PABLO M FERNANDEZ; CARLOS F AGUILAR; MARIO M. ZAKIN

Mendoza

Workshop; 3rd International Workshop Molecular Biology of Stress Responses; 2001

Studies in Nur-77 deficient mice have shown that the basal regulation of hypothalamic and pituitary functions, as well as the adrenocortical steroidogenesis in these animals is normal. This indicates that Nur-77-related orphan receptors may substitute Nur77 functions in the hypothalamo-pituitary-adrenal axis by a compensatory mechanism. We demonstrate that Nor1, the most recently cloned member of the NGFI-B/Nur77 subfamily, is expressed in the pituitary gland and adrenal cortex, and that ACTH and Angiotensin II (AngII) treatment of adrenal fasciculate cells induces Nor1 expression. The results strongly suggest that Nor1 is an intermediate in the long term consequences of ACTH or AngII treatment. The overall structural and functional organization of Nor1 and NGFI-B/Nur77 is similar. As observed with NGFI-B/Nur77, Nor1 activates the expression of genes encoding steroidogenic enzymes as P450c21, through its interaction with NGFI-B response element promoter sequences. In contrast, Nor1 is not an efficient substitute for the NGFI-B/Nur77 activation of the POMC gene expression in pituitary glands. The experiments also show that the mechanisms responsible for the transcriptional regulation of Nor1 in adrenal cells appear to depend on the protein kinase A and protein kinase C cascades.
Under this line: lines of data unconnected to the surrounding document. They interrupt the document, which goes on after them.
//! Lookup plugins exposed through the `lookup()` (and `query()`) template
//! global.
//!
//! Lookups run on the control node; `pipe` uses the local process
//! facility, never a transport. Relative paths resolve against the
//! playbook directory.

use minijinja::value::{Rest, Value};
use minijinja::{Environment, Error, ErrorKind};
use rand::Rng;
use std::path::{Path, PathBuf};

/// Registers the `lookup`/`query` globals. Called once at engine
/// construction.
pub fn register(env: &mut Environment<'static>, base_dir: PathBuf) {
    let dir = base_dir.clone();
    env.add_function("lookup", move |name: String, args: Rest<Value>| {
        dispatch(&dir, &name, &args)
    });
    env.add_function("query", move |name: String, args: Rest<Value>| {
        dispatch(&base_dir, &name, &args)
    });
}

fn dispatch(base_dir: &Path, name: &str, args: &[Value]) -> Result<Value, Error> {
    match name {
        "file" => lookup_file(base_dir, str_arg(name, args, 0)?),
        "env" => Ok(Value::from(
            std::env::var(str_arg(name, args, 0)?).unwrap_or_default(),
        )),
        "pipe" => lookup_pipe(str_arg(name, args, 0)?),
        "fileglob" => lookup_fileglob(base_dir, str_arg(name, args, 0)?),
        "first_found" => lookup_first_found(base_dir, args),
        "items" => lookup_items(args),
        "dict" => lookup_dict(args),
        "password" => lookup_password(base_dir, str_arg(name, args, 0)?),
        "lines" => lookup_lines(base_dir, str_arg(name, args, 0)?),
        other => Err(fail(other, "unknown lookup")),
    }
}

fn fail(name: &str, message: impl std::fmt::Display) -> Error {
    Error::new(
        ErrorKind::InvalidOperation,
        format!("lookup('{}') failed: {}", name, message),
    )
}

fn str_arg<'a>(name: &str, args: &'a [Value], index: usize) -> Result<&'a str, Error> {
    args.get(index)
        .and_then(|v| v.as_str())
        .ok_or_else(|| fail(name, format!("missing string argument {}", index + 1)))
}

fn resolve(base_dir: &Path, path: &str) -> PathBuf {
    let p = Path::new(path);
    if p.is_absolute() {
        p.to_path_buf()
    } else {
        base_dir.join(p)
    }
}

fn lookup_file(base_dir: &Path, path: &str) -> Result<Value, Error> {
    let content =
        std::fs::read_to_string(resolve(base_dir, path)).map_err(|e| fail("file", e))?;
    Ok(Value::from(content.trim_end_matches('\n').to_string()))
}

fn lookup_pipe(command: &str) -> Result<Value, Error> {
    let output = std::process::Command::new("sh")
        .arg("-c")
        .arg(command)
        .output()
        .map_err(|e| fail("pipe", e))?;
    if !output.status.success() {
        return Err(fail(
            "pipe",
            format!(
                "command exited {}: {}",
                output.status.code().unwrap_or(-1),
                String::from_utf8_lossy(&output.stderr).trim()
            ),
        ));
    }
    let stdout = String::from_utf8_lossy(&output.stdout);
    Ok(Value::from(stdout.trim_end_matches('\n').to_string()))
}

fn lookup_fileglob(base_dir: &Path, pattern: &str) -> Result<Value, Error> {
    let full = resolve(base_dir, pattern);
    let paths = glob::glob(&full.to_string_lossy()).map_err(|e| fail("fileglob", e))?;
    let mut files: Vec<Value> = Vec::new();
    for entry in paths.flatten() {
        if entry.is_file() {
            files.push(Value::from(entry.to_string_lossy().into_owned()));
        }
    }
    Ok(Value::from(files))
}

fn lookup_first_found(base_dir: &Path, args: &[Value]) -> Result<Value, Error> {
    // Accepts either a list argument or varargs of candidate paths.
    let candidates: Vec<String> = if args.len() == 1 && args[0].as_str().is_none() {
        args[0]
            .try_iter()
            .map_err(|e| fail("first_found", e))?
            .filter_map(|v| v.as_str().map(str::to_string))
            .collect()
    } else {
        args.iter()
            .filter_map(|v| v.as_str().map(str::to_string))
            .collect()
    };

    for candidate in &candidates {
        let path = resolve(base_dir, candidate);
        if path.exists() {
            return Ok(Value::from(path.to_string_lossy().into_owned()));
        }
    }
    Err(fail(
        "first_found",
        format!("none of {} candidates exist", candidates.len()),
    ))
}

fn lookup_items(args: &[Value]) -> Result<Value, Error> {
    // Flattens one level, matching `with_items` semantics.
    let mut out: Vec<Value> = Vec::new();
    for arg in args {
        match arg.try_iter() {
            Ok(iter) if arg.as_str().is_none() => out.extend(iter),
            _ => out.push(arg.clone()),
        }
    }
    Ok(Value::from(out))
}

fn lookup_dict(args: &[Value]) -> Result<Value, Error> {
    let mapping = args
        .first()
        .ok_or_else(|| fail("dict", "missing mapping argument"))?;
    let mut out: Vec<Value> = Vec::new();
    for key in mapping.try_iter().map_err(|e| fail("dict", e))? {
        let value = mapping.get_item(&key).unwrap_or(Value::UNDEFINED);
        out.push(Value::from_serialize(&serde_json::json!({
            "key": serde_json::to_value(&key).map_err(|e| fail("dict", e))?,
            "value": serde_json::to_value(&value).map_err(|e| fail("dict", e))?,
        })));
    }
    Ok(Value::from(out))
}

/// Reads the password stored at `path`, generating and persisting a new
/// random one when the file does not exist yet.
fn lookup_password(base_dir: &Path, path: &str) -> Result<Value, Error> {
    let full = resolve(base_dir, path);
    if full.exists() {
        let content = std::fs::read_to_string(&full).map_err(|e| fail("password", e))?;
        return Ok(Value::from(
            content.lines().next().unwrap_or("").to_string(),
        ));
    }

    const CHARSET: &[u8] = b"abcdefghijklmnopqrstuvwxyzABCDEFGHIJKLMNOPQRSTUVWXYZ0123456789";
    let mut rng = rand::thread_rng();
    let password: String = (0..20)
        .map(|_| CHARSET[rng.gen_range(0..CHARSET.len())] as char)
        .collect();

    if let Some(parent) = full.parent() {
        std::fs::create_dir_all(parent).map_err(|e| fail("password", e))?;
    }
    std::fs::write(&full, format!("{}\n", password)).map_err(|e| fail("password", e))?;
    Ok(Value::from(password))
}

fn lookup_lines(base_dir: &Path, path: &str) -> Result<Value, Error> {
    let content =
        std::fs::read_to_string(resolve(base_dir, path)).map_err(|e| fail("lines", e))?;
    let lines: Vec<Value> = content.lines().map(Value::from).collect();
    Ok(Value::from(lines))
}

#[cfg(test)]
mod tests {
    use crate::template::TemplateEngine;
    use crate::vars::VarMap;
    use std::io::Write;

    #[test]
    fn file_lookup_reads_relative_to_base_dir() {
        let dir = tempfile::tempdir().unwrap();
        std::fs::write(dir.path().join("motd"), "welcome\n").unwrap();
        let engine = TemplateEngine::new(dir.path());
        let out = engine
            .render_string("{{ lookup('file', 'motd') }}", &VarMap::new())
            .unwrap();
        assert_eq!(out, "welcome");
    }

    #[test]
    fn env_lookup_missing_is_empty() {
        let engine = TemplateEngine::default();
        let out = engine
            .render_string("{{ lookup('env', 'RUNBOOK_TEST_UNSET_VAR') }}", &VarMap::new())
            .unwrap();
        assert_eq!(out, "");
    }

    #[test]
    fn pipe_lookup_runs_on_control_node() {
        let engine = TemplateEngine::default();
        let out = engine
            .render_string("{{ lookup('pipe', 'echo piped') }}", &VarMap::new())
            .unwrap();
        assert_eq!(out, "piped");
    }

    #[test]
    fn pipe_failure_is_a_template_error() {
        let engine = TemplateEngine::default();
        assert!(engine
            .render_string("{{ lookup('pipe', 'false') }}", &VarMap::new())
            .is_err());
    }

    #[test]
    fn first_found_picks_existing() {
        let dir = tempfile::tempdir().unwrap();
        std::fs::write(dir.path().join("b.conf"), "x").unwrap();
        let engine = TemplateEngine::new(dir.path());
        let out = engine
            .render_string(
                "{{ lookup('first_found', ['a.conf', 'b.conf']) }}",
                &VarMap::new(),
            )
            .unwrap();
        assert!(out.ends_with("b.conf"));
    }

    #[test]
    fn password_lookup_is_stable_across_calls() {
        let dir = tempfile::tempdir().unwrap();
        let engine = TemplateEngine::new(dir.path());
        let first = engine
            .render_string("{{ lookup('password', 'secret.txt') }}", &VarMap::new())
            .unwrap();
        let second = engine
            .render_string("{{ lookup('password', 'secret.txt') }}", &VarMap::new())
            .unwrap();
        assert_eq!(first, second);
        assert_eq!(first.len(), 20);
    }

    #[test]
    fn lines_lookup() {
        let dir = tempfile::tempdir().unwrap();
        let mut f = std::fs::File::create(dir.path().join("hosts.txt")).unwrap();
        writeln!(f, "one").unwrap();
        writeln!(f, "two").unwrap();
        let engine = TemplateEngine::new(dir.path());
        let out = engine
            .render_string("{{ lookup('lines', 'hosts.txt') | length }}", &VarMap::new())
            .unwrap();
        assert_eq!(out, "2");
    }

    #[test]
    fn fileglob_lists_files_only() {
        let dir = tempfile::tempdir().unwrap();
        std::fs::write(dir.path().join("a.txt"), "").unwrap();
        std::fs::write(dir.path().join("b.txt"), "").unwrap();
        std::fs::create_dir(dir.path().join("c.txt")).unwrap();
        let engine = TemplateEngine::new(dir.path());
        let out = engine
            .render_string("{{ lookup('fileglob', '*.txt') | length }}", &VarMap::new())
            .unwrap();
        assert_eq!(out, "2");
    }

    #[test]
    fn unknown_lookup_errors() {
        let engine = TemplateEngine::default();
        assert!(engine
            .render_string("{{ lookup('nope', 'x') }}", &VarMap::new())
            .is_err());
    }
}
#[cfg(test)]
mod tests {
    use super::*;

    const SAMPLE: &str = r#"
[webservers]
web1 ansible_host=10.0.0.1
web2 ansible_host=10.0.0.2

[databases]
db1

[webservers:vars]
http_port=80

[production:children]
webservers
databases
"#;

    #[test]
    fn empty_inventory_has_implicit_groups() {
        let inv = Inventory::new();
        assert_eq!(inv.host_count(), 0);
        assert!(inv.get_group("all").is_some());
        assert!(inv.get_group("ungrouped").is_some());
        assert!(inv.select("all").unwrap().is_empty());
    }

    #[test]
    fn parse_sections_format() {
        let inv = Inventory::from_ini(SAMPLE).unwrap();
        assert_eq!(inv.host_count(), 3);
        let webservers = inv.get_group("webservers").unwrap();
        assert!(webservers.has_host("web1"));
        assert_eq!(
            webservers.vars.get("http_port"),
            Some(&serde_yaml::Value::Number(80.into()))
        );
        let production = inv.get_group("production").unwrap();
        assert!(production.children.contains("webservers"));
    }

    #[test]
    fn selection_preserves_declaration_order() {
        let inv = Inventory::from_ini(SAMPLE).unwrap();
        let hosts: Vec<&str> = inv
            .select("databases,webservers")
            .unwrap()
            .iter()
            .map(|h| h.name.as_str())
            .collect();
        assert_eq!(hosts, vec!["web1", "web2", "db1"]);
    }

    #[test]
    fn selection_operators() {
        let inv = Inventory::from_ini(SAMPLE).unwrap();

        let subtracted: Vec<&str> = inv
            .select("all,!databases")
            .unwrap()
            .iter()
            .map(|h| h.name.as_str())
            .collect();
        assert_eq!(subtracted, vec!["web1", "web2"]);

        let intersected: Vec<&str> = inv
            .select("production,&webservers")
            .unwrap()
            .iter()
            .map(|h| h.name.as_str())
            .collect();
        assert_eq!(intersected, vec!["web1", "web2"]);
    }

    #[test]
    fn wildcard_selection() {
        let inv = Inventory::from_ini(SAMPLE).unwrap();
        let hosts: Vec<&str> = inv
            .select("web*")
            .unwrap()
            .iter()
            .map(|h| h.name.as_str())
            .collect();
        assert_eq!(hosts, vec!["web1", "web2"]);
    }

    #[test]
    fn no_match_is_empty_not_error() {
        let inv = Inventory::from_ini(SAMPLE).unwrap();
        assert!(inv.select("nosuchthing").unwrap().is_empty());
    }

    #[test]
    fn child_group_membership_is_transitive() {
        let inv = Inventory::from_ini(SAMPLE).unwrap();
        let hosts = inv.select("production").unwrap();
        assert_eq!(hosts.len(), 3);
    }

    #[test]
    fn group_cycle_is_rejected() {
        let content = r#"
[a:children]
b

[b:children]
a
"#;
        let err = Inventory::from_ini(content).unwrap_err();
        assert!(matches!(err, InventoryError::CircularDependency(_)));
    }

    #[test]
    fn ranges_expand_in_host_sections() {
        let inv = Inventory::from_ini("[web]\nweb[01:03]\n").unwrap();
        assert_eq!(inv.host_count(), 3);
        assert!(inv.get_host("web02").is_some());
    }

    #[test]
    fn ini_round_trip_is_equivalent() {
        let inv = Inventory::from_ini(SAMPLE).unwrap();
        let reparsed = Inventory::from_ini(&inv.to_ini()).unwrap();

        assert_eq!(inv.host_count(), reparsed.host_count());
        for host in inv.hosts() {
            let other = reparsed.get_host(&host.name).expect("host survives");
            assert_eq!(host.vars, other.vars);
            let mut a = host.groups.clone();
            let mut b = other.groups.clone();
            a.sort();
            b.sort();
            assert_eq!(a, b);
        }
        for group in inv.groups() {
            let other = reparsed.get_group(&group.name).expect("group survives");
            assert_eq!(group.vars, other.vars);
            assert_eq!(group.children, other.children);
        }
    }

    #[test]
    fn transitive_group_depths() {
        let inv = Inventory::from_ini(SAMPLE).unwrap();
        let host = inv.get_host("web1").unwrap();
        let groups = inv.transitive_groups(host);
        let depth_of = |name: &str| {
            groups
                .iter()
                .find(|(n, _)| n == name)
                .map(|(_, d)| *d)
                .unwrap()
        };
        assert_eq!(depth_of("all"), 0);
        assert!(depth_of("webservers") > depth_of("production"));
    }

    #[test]
    fn ungrouped_membership() {
        let inv = Inventory::from_ini("lonely\n[web]\nweb1\n").unwrap();
        let lonely = inv.get_host("lonely").unwrap();
        assert!(lonely.in_group("ungrouped"));
        let web1 = inv.get_host("web1").unwrap();
        assert!(!web1.in_group("ungrouped"));
    }
}
//! SSH transport (libssh2 via the `ssh2` crate).
//!
//! One session per host, reused for the duration of a play. Authentication
//! order: agent, then explicit key file, then password. File transfer uses
//! the SFTP subsystem. libssh2 calls are blocking, so every operation runs
//! on the blocking thread pool with the session behind a mutex.

use async_trait::async_trait;
use parking_lot::Mutex;
use std::io::{Read, Write};
use std::net::{TcpStream, ToSocketAddrs};
use std::path::{Path, PathBuf};
use std::sync::Arc;
use std::time::Duration;
use tracing::{debug, trace};

use ssh2::{CheckResult, KnownHostFileKind, OpenFlags, OpenType, Session};

use super::{
    wrap_command, ConnectSettings, Connection, ConnectionError, ConnectionResult, FileStat,
    RunOptions, RunOutput,
};
use crate::config::HostKeyPolicy;
use crate::inventory::{Host, TransportKind};

/// An established SSH session to one host.
pub struct SshConnection {
    identifier: String,
    session: Arc<Mutex<Session>>,
}

impl SshConnection {
    /// Connects and authenticates to a host.
    pub async fn connect(host: &Host, settings: &ConnectSettings) -> ConnectionResult<Self> {
        let address = host.address();
        let port = host.port();
        let user = settings
            .remote_user
            .clone()
            .or_else(|| host.user())
            .unwrap_or_else(whoami);
        let password = host.password();
        let key_file = settings
            .private_key
            .clone()
            .or_else(|| host.private_key_file().map(PathBuf::from));
        let policy = settings.host_key_policy;
        let timeout = settings.timeout;
        let name = host.name.clone();

        let session = tokio::task::spawn_blocking(move || {
            blocking_connect(&name, &address, port, &user, password, key_file, policy, timeout)
        })
        .await
        .map_err(|e| ConnectionError::ExecutionFailed(format!("join error: {}", e)))??;

        Ok(Self {
            identifier: host.name.clone(),
            session: Arc::new(Mutex::new(session)),
        })
    }

    async fn blocking<T, F>(&self, op: F) -> ConnectionResult<T>
    where
        T: Send + 'static,
        F: FnOnce(&Session) -> ConnectionResult<T> + Send + 'static,
    {
        let session = self.session.clone();
        tokio::task::spawn_blocking(move || {
            let guard = session.lock();
            op(&guard)
        })
        .await
        .map_err(|e| ConnectionError::ExecutionFailed(format!("join error: {}", e)))?
    }
}

#[allow(clippy::too_many_arguments)]
fn blocking_connect(
    host_name: &str,
    address: &str,
    port: u16,
    user: &str,
    password: Option<String>,
    key_file: Option<PathBuf>,
    policy: HostKeyPolicy,
    timeout: u64,
) -> ConnectionResult<Session> {
    let addr = format!("{}:{}", address, port)
        .to_socket_addrs()
        .map_err(|e| ConnectionError::ConnectFailed(format!("{}: {}", host_name, e)))?
        .next()
        .ok_or_else(|| {
            ConnectionError::ConnectFailed(format!("{}: address did not resolve", host_name))
        })?;

    let tcp = TcpStream::connect_timeout(&addr, Duration::from_secs(timeout))
        .map_err(|e| ConnectionError::ConnectFailed(format!("{}: {}", host_name, e)))?;

    let mut session = Session::new()
        .map_err(|e| ConnectionError::ConnectFailed(format!("session init: {}", e)))?;
    session.set_timeout((timeout * 1000) as u32);
    session.set_tcp_stream(tcp);
    session
        .handshake()
        .map_err(|e| ConnectionError::ConnectFailed(format!("handshake: {}", e)))?;

    check_host_key(&session, address, port, policy)?;

    // Agent and identity files first, explicit key next, password last.
    let _ = session.userauth_agent(user);
    if !session.authenticated() {
        if let Some(key) = &key_file {
            if let Err(e) = session.userauth_pubkey_file(user, None, key, None) {
                if password.is_none() {
                    return Err(ConnectionError::AuthenticationFailed(format!(
                        "key {}: {}",
                        key.display(),
                        e
                    )));
                }
            }
        }
    }
    if !session.authenticated() {
        if let Some(password) = &password {
            session
                .userauth_password(user, password)
                .map_err(|e| ConnectionError::AuthenticationFailed(e.to_string()))?;
        }
    }

    if !session.authenticated() {
        return Err(ConnectionError::AuthenticationFailed(format!(
            "no authentication method succeeded for {}@{}",
            user, address
        )));
    }

    debug!(host = host_name, %address, port, "ssh session established");
    Ok(session)
}

fn check_host_key(
    session: &Session,
    address: &str,
    port: u16,
    policy: HostKeyPolicy,
) -> ConnectionResult<()> {
    if policy == HostKeyPolicy::Insecure {
        return Ok(());
    }

    let mut known_hosts = session
        .known_hosts()
        .map_err(|e| ConnectionError::ConnectFailed(format!("known_hosts: {}", e)))?;

    let path = known_hosts_path();
    if path.exists() {
        known_hosts
            .read_file(&path, KnownHostFileKind::OpenSSH)
            .map_err(|e| ConnectionError::ConnectFailed(format!("known_hosts read: {}", e)))?;
    }

    let (key, _key_type) = session.host_key().ok_or_else(|| {
        ConnectionError::ConnectFailed("server presented no host key".to_string())
    })?;

    match known_hosts.check_port(address, port, key) {
        CheckResult::Match => Ok(()),
        CheckResult::Mismatch => Err(ConnectionError::ConnectFailed(format!(
            "host key mismatch for {} (remove the stale entry from {} if the key change is expected)",
            address,
            path.display()
        ))),
        CheckResult::NotFound | CheckResult::Failure => match policy {
            HostKeyPolicy::Strict => Err(ConnectionError::ConnectFailed(format!(
                "host key for {} is not in {} and the policy is strict",
                address,
                path.display()
            ))),
            _ => Ok(()),
        },
    }
}

fn known_hosts_path() -> PathBuf {
    std::env::var("HOME")
        .map(PathBuf::from)
        .unwrap_or_else(|_| PathBuf::from("/root"))
        .join(".ssh/known_hosts")
}

fn whoami() -> String {
    std::env::var("USER").unwrap_or_else(|_| "root".to_string())
}

fn sftp_of(session: &Session) -> ConnectionResult<ssh2::Sftp> {
    session
        .sftp()
        .map_err(|e| ConnectionError::SessionLost(format!("sftp subsystem: {}", e)))
}

/// Creates every missing ancestor of `path` through SFTP.
fn ensure_parents(sftp: &ssh2::Sftp, path: &Path) -> ConnectionResult<()> {
    let mut stack = Vec::new();
    let mut current = path.parent();
    while let Some(dir) = current {
        if dir.as_os_str().is_empty() || dir == Path::new("/") {
            break;
        }
        if sftp.stat(dir).is_ok() {
            break;
        }
        stack.push(dir.to_path_buf());
        current = dir.parent();
    }
    for dir in stack.into_iter().rev() {
        sftp.mkdir(&dir, 0o755)
            .map_err(|e| ConnectionError::TransferFailed(format!("mkdir {}: {}", dir.display(), e)))?;
    }
    Ok(())
}

#[async_trait]
impl Connection for SshConnection {
    fn identifier(&self) -> &str {
        &self.identifier
    }

    fn kind(&self) -> TransportKind {
        TransportKind::Ssh
    }

    async fn run(&self, command: &str, options: RunOptions) -> ConnectionResult<RunOutput> {
        let wrapped = wrap_command(command, &options);
        trace!(command = %wrapped, "ssh exec");

        let stdin_payload = {
            let mut payload = String::new();
            if let Some(esc) = &options.escalate {
                if let Some(password) = &esc.password {
                    payload.push_str(password);
                    payload.push('\n');
                }
            }
            if let Some(stdin) = &options.stdin {
                payload.push_str(stdin);
            }
            payload
        };

        let timeout = options.timeout;
        let exec = self.blocking(move |session| {
            let mut channel = session
                .channel_session()
                .map_err(|e| ConnectionError::SessionLost(format!("channel: {}", e)))?;
            channel
                .exec(&wrapped)
                .map_err(|e| ConnectionError::ExecutionFailed(format!("exec: {}", e)))?;

            if !stdin_payload.is_empty() {
                channel
                    .write_all(stdin_payload.as_bytes())
                    .map_err(|e| ConnectionError::ExecutionFailed(format!("stdin: {}", e)))?;
            }
            channel
                .send_eof()
                .map_err(|e| ConnectionError::ExecutionFailed(format!("eof: {}", e)))?;

            let mut stdout = String::new();
            channel
                .read_to_string(&mut stdout)
                .map_err(|e| ConnectionError::ExecutionFailed(format!("read stdout: {}", e)))?;
            let mut stderr = String::new();
            channel
                .stderr()
                .read_to_string(&mut stderr)
                .map_err(|e| ConnectionError::ExecutionFailed(format!("read stderr: {}", e)))?;

            channel
                .wait_close()
                .map_err(|e| ConnectionError::SessionLost(format!("close: {}", e)))?;
            let rc = channel
                .exit_status()
                .map_err(|e| ConnectionError::ExecutionFailed(format!("exit status: {}", e)))?;

            Ok(RunOutput { rc, stdout, stderr })
        });

        match timeout {
            Some(secs) => tokio::time::timeout(Duration::from_secs(secs), exec)
                .await
                .map_err(|_| ConnectionError::Timeout(secs))?,
            None => exec.await,
        }
    }

    async fn put(&self, local: &Path, remote: &str, mode: Option<u32>) -> ConnectionResult<()> {
        let content = tokio::fs::read(local).await.map_err(|e| {
            ConnectionError::TransferFailed(format!("read {}: {}", local.display(), e))
        })?;
        self.put_content(&content, remote, mode).await
    }

    async fn put_content(
        &self,
        content: &[u8],
        remote: &str,
        mode: Option<u32>,
    ) -> ConnectionResult<()> {
        let remote = remote.to_string();
        let content = content.to_vec();
        self.blocking(move |session| {
            let sftp = sftp_of(session)?;
            let path = Path::new(&remote);
            ensure_parents(&sftp, path)?;
            let mut file = sftp
                .open_mode(
                    path,
                    OpenFlags::WRITE | OpenFlags::CREATE | OpenFlags::TRUNCATE,
                    mode.unwrap_or(0o644) as i32,
                    OpenType::File,
                )
                .map_err(|e| {
                    ConnectionError::TransferFailed(format!("open {}: {}", remote, e))
                })?;
            file.write_all(&content)
                .map_err(|e| ConnectionError::TransferFailed(format!("write {}: {}", remote, e)))?;
            Ok(())
        })
        .await
    }

    async fn get(&self, remote: &str, local: &Path) -> ConnectionResult<()> {
        let content = self.get_content(remote).await?;
        if let Some(parent) = local.parent() {
            if !parent.as_os_str().is_empty() {
                tokio::fs::create_dir_all(parent).await?;
            }
        }
        tokio::fs::write(local, content).await.map_err(|e| {
            ConnectionError::TransferFailed(format!("write {}: {}", local.display(), e))
        })?;
        Ok(())
    }

    async fn get_content(&self, remote: &str) -> ConnectionResult<Vec<u8>> {
        let remote = remote.to_string();
        self.blocking(move |session| {
            let sftp = sftp_of(session)?;
            let mut file = sftp
                .open(Path::new(&remote))
                .map_err(|e| ConnectionError::TransferFailed(format!("open {}: {}", remote, e)))?;
            let mut content = Vec::new();
            file.read_to_end(&mut content)
                .map_err(|e| ConnectionError::TransferFailed(format!("read {}: {}", remote, e)))?;
            Ok(content)
        })
        .await
    }

    async fn stat(&self, remote: &str) -> ConnectionResult<FileStat> {
        let remote_path = remote.to_string();
        let mut stat = self
            .blocking(move |session| {
                let sftp = sftp_of(session)?;
                let path = Path::new(&remote_path);
                let lstat = match sftp.lstat(path) {
                    Ok(s) => s,
                    Err(_) => return Ok(FileStat::default()),
                };
                let is_link = lstat.file_type().is_symlink();
                // Follow the link for the remaining fields.
                let st = sftp.stat(path).unwrap_or_else(|_| lstat.clone());
                Ok(FileStat {
                    exists: true,
                    is_dir: st.is_dir(),
                    is_file: st.is_file(),
                    is_link,
                    size: st.size.unwrap_or(0),
                    mtime: st.mtime.unwrap_or(0) as i64,
                    mode: st.perm.map(|p| p & 0o7777),
                    checksum: None,
                })
            })
            .await?;

        if stat.is_file {
            let out = self
                .run(
                    &format!("sha256sum -- {}", super::sh_quote(remote)),
                    RunOptions::sh(),
                )
                .await?;
            if out.success() {
                stat.checksum = out.stdout.split_whitespace().next().map(str::to_string);
            }
        }
        Ok(stat)
    }

    async fn mkdir(&self, remote: &str, mode: Option<u32>) -> ConnectionResult<()> {
        let remote = remote.to_string();
        self.blocking(move |session| {
            let sftp = sftp_of(session)?;
            let path = Path::new(&remote);
            if sftp.stat(path).is_ok() {
                return Ok(());
            }
            ensure_parents(&sftp, path)?;
            sftp.mkdir(path, mode.unwrap_or(0o755) as i32)
                .map_err(|e| ConnectionError::TransferFailed(format!("mkdir {}: {}", remote, e)))?;
            Ok(())
        })
        .await
    }

    async fn close(&self) -> ConnectionResult<()> {
        self.blocking(|session| {
            let _ = session.disconnect(None, "closing", None);
            Ok(())
        })
        .await
    }

    async fn is_alive(&self) -> bool {
        self.blocking(|session| Ok(session.authenticated()))
            .await
            .unwrap_or(false)
    }
}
Serine/treonine kinases and phosphatases have been involved in the control of the NGFI-B/Nur77 nuclear receptor subfamily during ACTH treatment of adrenal cells. In further experiments, we analyse the potential role of the serine/threonine Protein Phosphatase 2A (PP2A) in NGFI-B/Nur77 transcription. The results strongly suggest that PP2A regulates in vivo NGFI-B/Nur77 gene transcription.